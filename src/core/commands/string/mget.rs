// src/core/commands/string/mget.rs
use crate::core::commands::command_spec::CommandSpec;
use crate::core::commands::command_trait::{
    CommandFlags, ExecutableCommand, ParseCommand, WriteOutcome,
};
use crate::core::commands::helpers::extract_bytes;
use crate::core::database::{ExecutionContext, ExecutionLocks};
use crate::core::protocol::RespFrame;
use crate::core::storage::data_types::DataValue;
use crate::core::{RespValue, SpinelDBError};
use async_trait::async_trait;
use bytes::Bytes;

#[derive(Debug, Clone, Default)]
pub struct MGet {
    pub keys: Vec<Bytes>,
}
impl ParseCommand for MGet {
    fn parse(args: &[RespFrame]) -> Result<Self, SpinelDBError> {
        if args.is_empty() {
            return Err(SpinelDBError::WrongArgumentCount("MGET".to_string()));
        }
        let keys = args.iter().map(extract_bytes).collect::<Result<_, _>>()?;
        Ok(MGet { keys })
    }
}
#[async_trait]
impl ExecutableCommand for MGet {
    async fn execute<'a>(
        &self,
        ctx: &mut ExecutionContext<'a>,
    ) -> Result<(RespValue, WriteOutcome), SpinelDBError> {
        let mut responses = Vec::with_capacity(self.keys.len());
        if let ExecutionLocks::Multi { guards } = &ctx.locks {
            for key in &self.keys {
                let shard_index = ctx.db.get_shard_index(key);
                let value = if let Some(guard) = guards.get(&shard_index) {
                    if let Some(entry) = guard.peek(key) {
                        if !entry.is_expired() {
                            match &entry.data {
                                DataValue::String(s) => RespValue::BulkString(s.clone()),
                                _ => RespValue::Null,
                            }
                        } else {
                            RespValue::Null
                        }
                    } else {
                        RespValue::Null
                    }
                } else {
                    RespValue::Null
                };
                responses.push(value);
            }
        } else {
            return Err(SpinelDBError::Internal(
                "MGET requires multi-shard lock".into(),
            ));
        }
        Ok((RespValue::Array(responses), WriteOutcome::DidNotWrite))
    }
}
impl CommandSpec for MGet {
    fn name(&self) -> &'static str {
        "mget"
    }
    fn arity(&self) -> i64 {
        -2
    }
    fn flags(&self) -> CommandFlags {
        CommandFlags::READONLY | CommandFlags::MOVABLEKEYS
    }
    fn first_key(&self) -> i64 {
        1
    }
    fn last_key(&self) -> i64 {
        -1
    }
    fn step(&self) -> i64 {
        1
    }
    fn get_keys(&self) -> Vec<Bytes> {
        self.keys.clone()
    }
    fn to_resp_args(&self) -> Vec<Bytes> {
        self.keys.clone()
    }
}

_What you will do:_
Would you restate every record word for word?

_Task solution:_
filename src/core/commands/string/mget.rs
// src/core/commands/string/mget.rs
use crate::core::commands::command_spec::CommandSpec;
use crate::core::commands::command_trait::{
    CommandFlags, ExecutableCommand, ParseCommand, WriteOutcome,
};
use crate::core::commands::helpers::extract_bytes;
use crate::core::database::{ExecutionContext, ExecutionLocks};
use crate::core::protocol::RespFrame;
use crate::core::storage::data_types::DataValue;
use crate::core::{RespValue, SpinelDBError};
use async_trait::async_trait;
use bytes::Bytes;

#[derive(Debug, Clone, Default)]
pub struct MGet {
    pub keys: Vec<Bytes>,
}
impl ParseCommand for MGet {
    fn parse(args: &[RespFrame]) -> Result<Self, SpinelDBError> {
        if args.is_empty() {
            return Err(SpinelDBError::WrongArgumentCount("MGET".to_string()));
        }
        let keys = args.iter().map(extract_bytes).collect::<Result<_, _>>()?;
        Ok(MGet { keys })
    }
}
#[async_trait]
impl ExecutableCommand for MGet {
    async fn execute<'a>(
        &self,
        ctx: &mut ExecutionContext<'a>,
    ) -> Result<(RespValue, WriteOutcome), SpinelDBError> {
        let mut responses = Vec::with_capacity(self.keys.len());
        if let ExecutionLocks::Multi { guards } = &ctx.locks {
            for key in &self.keys {
                let shard_index = ctx.db.get_shard_index(key);
                let value = if let Some(guard) = guards.get(&shard_index) {
                    if let Some(entry) = guard.peek(key) {
                        if !entry.is_expired() {
                            match &entry.data {
                                DataValue::String(s) => RespValue::BulkString(s.clone()),
                                _ => RespValue::Null,
                            }
                        } else {
                            RespValue::Null
                        }
                    } else {
                        RespValue::Null
                    }
                } else {
                    RespValue::Null
                };
                responses.push(value);
            }
        } else {
            return Err(SpinelDBError::Internal(
                "MGET requires multi-shard lock".into(),
            ));
        }
        Ok((RespValue::Array(responses), WriteOutcome::DidNotWrite))
    }
}
impl CommandSpec for MGet {
    fn name(&self) -> &'static str {
        "mget"
    }
    fn arity(&self) -> i64 {
        -2
    }
    fn flags(&self) -> CommandFlags {
        CommandFlags::READONLY | CommandFlags::MOVABLEKEYS
    }
    fn first_key(&self) -> i64 {
        1
    }
    fn last_key(&self) -> i64 {
        -1
    }
    fn step(&self) -> i64 {
        1
    }
    fn get_keys(&self) -> Vec<Bytes> {
        self.keys.clone()
    }
    fn to_resp_args(&self) -> Vec<Bytes> {
        self.keys.clone()
    }
}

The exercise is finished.